* The problem
Please return every line in the entries below with the word "amount" in it.

Saved data entries
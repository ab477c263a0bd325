pub mod adapters;
pub mod config;
pub mod error;
pub mod tasks;
pub mod web;
//! services/api/src/adapters/db.rs
//!
//! This module contains the database adapter, which is the concrete implementation
//! of the `DatabaseService` port from the `core` crate. It handles all interactions
//! with the PostgreSQL database using `sqlx`.
//!
//! Every logical operation checks its own connection out of the pool; multi-row
//! invariants (registration, withdrawals, accrual credits) run in one transaction.

use async_trait::async_trait;
use chrono::{DateTime, Utc};
use gophermart_core::domain::{
    AccrualOutcome, Balance, Order, OrderStatus, OrderSubmission, UserCredentials, Withdrawal,
};
use gophermart_core::ports::{DatabaseService, PortError, PortResult};
use sqlx::{FromRow, PgPool};
use tracing::debug;

//=========================================================================================
// The Main Adapter Struct
//=========================================================================================

/// A database adapter that implements the `DatabaseService` port.
#[derive(Clone)]
pub struct DbAdapter {
    pool: PgPool,
}

impl DbAdapter {
    /// Creates a new `DbAdapter`.
    pub fn new(pool: PgPool) -> Self {
        Self { pool }
    }

    /// A helper function to run database migrations at startup.
    pub async fn run_migrations(&self) -> Result<(), sqlx::migrate::MigrateError> {
        sqlx::migrate!("./migrations").run(&self.pool).await?;
        Ok(())
    }
}

fn unexpected(e: sqlx::Error) -> PortError {
    PortError::Unexpected(e.to_string())
}

fn is_unique_violation(e: &sqlx::Error) -> bool {
    e.as_database_error()
        .is_some_and(|db| db.is_unique_violation())
}

//=========================================================================================
// "Impure" Database Record Structs
//=========================================================================================

#[derive(FromRow)]
struct UserRecord {
    login: String,
    password_hash: String,
}
impl UserRecord {
    fn to_domain(self) -> UserCredentials {
        UserCredentials {
            login: self.login,
            password_hash: self.password_hash,
        }
    }
}

#[derive(FromRow)]
struct OrderRecord {
    number: String,
    login: String,
    status: String,
    accrual: f64,
    uploaded_at: DateTime<Utc>,
    last_changed: DateTime<Utc>,
}
impl OrderRecord {
    fn to_domain(self) -> PortResult<Order> {
        let status = self
            .status
            .parse::<OrderStatus>()
            .map_err(|e| PortError::Unexpected(e.to_string()))?;
        Ok(Order {
            number: self.number,
            login: self.login,
            status,
            accrual: self.accrual,
            uploaded_at: self.uploaded_at,
            last_changed: self.last_changed,
        })
    }
}

#[derive(FromRow)]
struct BalanceRecord {
    login: String,
    current_score: f64,
    total_withdrawn: f64,
}
impl BalanceRecord {
    fn to_domain(self) -> Balance {
        Balance {
            login: self.login,
            current: self.current_score,
            withdrawn: self.total_withdrawn,
        }
    }
}

#[derive(FromRow)]
struct WithdrawalRecord {
    order_number: String,
    login: String,
    amount: f64,
    processed_at: DateTime<Utc>,
}
impl WithdrawalRecord {
    fn to_domain(self) -> Withdrawal {
        Withdrawal {
            order: self.order_number,
            login: self.login,
            sum: self.amount,
            processed_at: self.processed_at,
        }
    }
}

const ORDER_COLUMNS: &str = "number, login, status, accrual, uploaded_at, last_changed";

//=========================================================================================
// `DatabaseService` Trait Implementation
//=========================================================================================

#[async_trait]
impl DatabaseService for DbAdapter {
    async fn register_user(&self, login: &str, password_hash: &str) -> PortResult<()> {
        let mut tx = self.pool.begin().await.map_err(unexpected)?;

        sqlx::query("INSERT INTO users (login, password_hash) VALUES ($1, $2)")
            .bind(login)
            .bind(password_hash)
            .execute(&mut *tx)
            .await
            .map_err(|e| {
                if is_unique_violation(&e) {
                    PortError::Conflict(format!("Login {} is already taken", login))
                } else {
                    unexpected(e)
                }
            })?;

        sqlx::query("INSERT INTO balances (login, current_score, total_withdrawn) VALUES ($1, 0, 0)")
            .bind(login)
            .execute(&mut *tx)
            .await
            .map_err(unexpected)?;

        tx.commit().await.map_err(unexpected)?;
        Ok(())
    }

    async fn get_user(&self, login: &str) -> PortResult<UserCredentials> {
        let record = sqlx::query_as::<_, UserRecord>(
            "SELECT login, password_hash FROM users WHERE login = $1",
        )
        .bind(login)
        .fetch_one(&self.pool)
        .await
        .map_err(|e| match e {
            sqlx::Error::RowNotFound => PortError::NotFound(format!("User {} not found", login)),
            _ => unexpected(e),
        })?;
        Ok(record.to_domain())
    }

    async fn add_order(&self, login: &str, number: &str) -> PortResult<OrderSubmission> {
        let inserted = sqlx::query_as::<_, OrderRecord>(&format!(
            "INSERT INTO orders (number, login) VALUES ($1, $2) \
             ON CONFLICT (number) DO NOTHING RETURNING {ORDER_COLUMNS}"
        ))
        .bind(number)
        .bind(login)
        .fetch_optional(&self.pool)
        .await
        .map_err(unexpected)?;

        if let Some(record) = inserted {
            return Ok(OrderSubmission::Created(record.to_domain()?));
        }

        let existing = self.get_order(number).await?;
        if existing.login == login {
            Ok(OrderSubmission::AlreadyUploaded(existing))
        } else {
            Ok(OrderSubmission::OwnedByAnother)
        }
    }

    async fn get_order(&self, number: &str) -> PortResult<Order> {
        let record = sqlx::query_as::<_, OrderRecord>(&format!(
            "SELECT {ORDER_COLUMNS} FROM orders WHERE number = $1"
        ))
        .bind(number)
        .fetch_one(&self.pool)
        .await
        .map_err(|e| match e {
            sqlx::Error::RowNotFound => PortError::NotFound(format!("Order {} not found", number)),
            _ => unexpected(e),
        })?;
        record.to_domain()
    }

    async fn get_orders_by_user(&self, login: &str) -> PortResult<Vec<Order>> {
        let records = sqlx::query_as::<_, OrderRecord>(&format!(
            "SELECT {ORDER_COLUMNS} FROM orders WHERE login = $1 ORDER BY uploaded_at ASC"
        ))
        .bind(login)
        .fetch_all(&self.pool)
        .await
        .map_err(unexpected)?;

        records.into_iter().map(|r| r.to_domain()).collect()
    }

    async fn get_orders_undone(&self) -> PortResult<Vec<Order>> {
        let records = sqlx::query_as::<_, OrderRecord>(&format!(
            "SELECT {ORDER_COLUMNS} FROM orders \
             WHERE status IN ('NEW', 'PROCESSING') ORDER BY uploaded_at ASC"
        ))
        .fetch_all(&self.pool)
        .await
        .map_err(unexpected)?;

        records.into_iter().map(|r| r.to_domain()).collect()
    }

    async fn modify_order(
        &self,
        number: &str,
        status: OrderStatus,
        accrual: f64,
    ) -> PortResult<()> {
        let result = sqlx::query(
            "UPDATE orders SET status = $2, accrual = $3, last_changed = now() WHERE number = $1",
        )
        .bind(number)
        .bind(status.as_str())
        .bind(accrual)
        .execute(&self.pool)
        .await
        .map_err(unexpected)?;

        if result.rows_affected() == 0 {
            return Err(PortError::NotFound(format!("Order {} not found", number)));
        }
        Ok(())
    }

    async fn get_balance(&self, login: &str) -> PortResult<Balance> {
        let record = sqlx::query_as::<_, BalanceRecord>(
            "SELECT login, current_score, total_withdrawn FROM balances WHERE login = $1",
        )
        .bind(login)
        .fetch_one(&self.pool)
        .await
        .map_err(|e| match e {
            sqlx::Error::RowNotFound => {
                PortError::NotFound(format!("Balance for {} not found", login))
            }
            _ => unexpected(e),
        })?;
        Ok(record.to_domain())
    }

    async fn modify_balance(&self, login: &str, current: f64, withdrawn: f64) -> PortResult<()> {
        let result = sqlx::query(
            "UPDATE balances SET current_score = $2, total_withdrawn = $3 WHERE login = $1",
        )
        .bind(login)
        .bind(current)
        .bind(withdrawn)
        .execute(&self.pool)
        .await
        .map_err(unexpected)?;

        if result.rows_affected() == 0 {
            return Err(PortError::NotFound(format!("Balance for {} not found", login)));
        }
        Ok(())
    }

    async fn withdraw(&self, login: &str, order: &str, sum: f64) -> PortResult<Withdrawal> {
        let mut tx = self.pool.begin().await.map_err(unexpected)?;

        let balance = sqlx::query_as::<_, BalanceRecord>(
            "SELECT login, current_score, total_withdrawn FROM balances WHERE login = $1 FOR UPDATE",
        )
        .bind(login)
        .fetch_optional(&mut *tx)
        .await
        .map_err(unexpected)?
        .ok_or_else(|| PortError::NotFound(format!("Balance for {} not found", login)))?
        .to_domain();

        let updated = balance
            .debited(sum)
            .ok_or(PortError::InsufficientFunds {
                requested: sum,
                available: balance.current,
            })?;

        let record = sqlx::query_as::<_, WithdrawalRecord>(
            "INSERT INTO withdrawals (order_number, login, amount) VALUES ($1, $2, $3) \
             RETURNING order_number, login, amount, processed_at",
        )
        .bind(order)
        .bind(login)
        .bind(sum)
        .fetch_one(&mut *tx)
        .await
        .map_err(|e| {
            if is_unique_violation(&e) {
                PortError::Conflict(format!("Order {} already has a withdrawal", order))
            } else {
                unexpected(e)
            }
        })?;

        sqlx::query("UPDATE balances SET current_score = $2, total_withdrawn = $3 WHERE login = $1")
            .bind(login)
            .bind(updated.current)
            .bind(updated.withdrawn)
            .execute(&mut *tx)
            .await
            .map_err(unexpected)?;

        tx.commit().await.map_err(unexpected)?;
        Ok(record.to_domain())
    }

    async fn get_withdrawals(&self, login: &str) -> PortResult<Vec<Withdrawal>> {
        let records = sqlx::query_as::<_, WithdrawalRecord>(
            "SELECT order_number, login, amount, processed_at FROM withdrawals \
             WHERE login = $1 ORDER BY processed_at ASC",
        )
        .bind(login)
        .fetch_all(&self.pool)
        .await
        .map_err(unexpected)?;

        Ok(records.into_iter().map(|r| r.to_domain()).collect())
    }

    /// Status write and balance credit in one transaction, with the order row locked
    /// so two concurrent reconcilers cannot both credit the same order.
    async fn apply_accrual(
        &self,
        number: &str,
        status: OrderStatus,
        accrual: f64,
    ) -> PortResult<AccrualOutcome> {
        let mut tx = self.pool.begin().await.map_err(unexpected)?;

        let order = sqlx::query_as::<_, OrderRecord>(&format!(
            "SELECT {ORDER_COLUMNS} FROM orders WHERE number = $1 FOR UPDATE"
        ))
        .bind(number)
        .fetch_optional(&mut *tx)
        .await
        .map_err(unexpected)?
        .ok_or_else(|| PortError::NotFound(format!("Order {} not found", number)))?
        .to_domain()?;

        if !order.status.can_advance_to(status) {
            debug!(order = number, from = %order.status, to = %status, "Ignoring non-forward transition");
            return Ok(AccrualOutcome::Unchanged);
        }

        let credited = if status == OrderStatus::Processed { accrual } else { 0.0 };

        sqlx::query(
            "UPDATE orders SET status = $2, accrual = $3, last_changed = now() WHERE number = $1",
        )
        .bind(number)
        .bind(status.as_str())
        .bind(credited)
        .execute(&mut *tx)
        .await
        .map_err(unexpected)?;

        if credited > 0.0 {
            let result = sqlx::query(
                "UPDATE balances SET current_score = current_score + $2 WHERE login = $1",
            )
            .bind(&order.login)
            .bind(credited)
            .execute(&mut *tx)
            .await
            .map_err(unexpected)?;

            if result.rows_affected() == 0 {
                return Err(PortError::NotFound(format!(
                    "Balance for {} not found",
                    order.login
                )));
            }
        }

        tx.commit().await.map_err(unexpected)?;
        Ok(AccrualOutcome::Advanced { status, credited })
    }
}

* Finished task
    amount: f64,
            sum: self.amount,
            "INSERT INTO withdrawals (order_number, login, amount) VALUES ($1, $2, $3) \
             RETURNING order_number, login, amount, processed_at",
            "SELECT order_number, login, amount, processed_at FROM withdrawals \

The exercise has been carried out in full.